On the day when the House of the Government was stormed, about one hundred of strange men wearing Cossack caps settled in the windows of the building with double-barreled guns or hunting rifles. The men incurred the inimical fire and spoiled the whole of the interior. At that those who fired the House of the Government did not look better than the “defenders”. Among them there were strong athletic men who jumped out of armored troop-carriers with better weapons and fired the building. Nobody knew where the people came from. It was suggested that they were probably engaged by Boris Berezovsky, Vladimir Gusinsky, young Mikhail Khodorkovsky and other bankers who afterwards financed the Yeltsin Family. It is astonishing that 12 years after the events, Mikhail Khodorkovsky himself arrived at the parliamentary republic ideas that pushed Khasbulatov and Co.

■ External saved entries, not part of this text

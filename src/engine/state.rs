// Copyright (c) 2025 Steve Wagner (ciroque@live.com)
// SPDX-License-Identifier: MIT

use serde::{Deserialize, Serialize};
use std::collections::BTreeMap;

/// Parameters learned by stateful features, keyed by feature name.
///
/// A feature is "fitted" once it has an entry here. Entries are written only
/// when a fit invocation completes successfully and are read-only during
/// transforms. The store serializes to JSON so an embedding application can
/// persist it between processes.
#[derive(Debug, Clone, Default, PartialEq, Serialize, Deserialize)]
#[serde(transparent)]
pub struct FittedState(BTreeMap<String, serde_json::Value>);

impl FittedState {
    pub fn new() -> Self {
        Self::default()
    }

    pub fn get(&self, feature: &str) -> Option<&serde_json::Value> {
        self.0.get(feature)
    }

    pub fn insert(&mut self, feature: impl Into<String>, params: serde_json::Value) {
        self.0.insert(feature.into(), params);
    }

    pub fn is_fitted(&self, feature: &str) -> bool {
        self.0.contains_key(feature)
    }

    pub fn len(&self) -> usize {
        self.0.len()
    }

    pub fn is_empty(&self) -> bool {
        self.0.is_empty()
    }

    /// Fitted feature names, sorted
    pub fn features(&self) -> impl Iterator<Item = &str> {
        self.0.keys().map(String::as_str)
    }

    /// Overwrite entries with those of `other`
    pub fn merge(&mut self, other: FittedState) {
        self.0.extend(other.0);
    }

    pub fn to_json(&self) -> Result<String, serde_json::Error> {
        serde_json::to_string_pretty(self)
    }

    pub fn from_json(json: &str) -> Result<Self, serde_json::Error> {
        serde_json::from_str(json)
    }
}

The storm of the White House was in fact the mixture of senseless outrage and obvious sloppiness. Majority of people sitting in the building – clerks, cleaners, barkeepers – were rather peaceful and did not want to fight the regime. But none of them was allowed to leave the building. Instead, firing of the building began without warning.”
Troitsky ends hid discussion with this lesson of the 1993 “civil war”: “that it is dangerous in Russia to take armed people out in the streets to fight the regime.”
On that note, Vladimir Vladimirovich Putin turned 53 on Friday.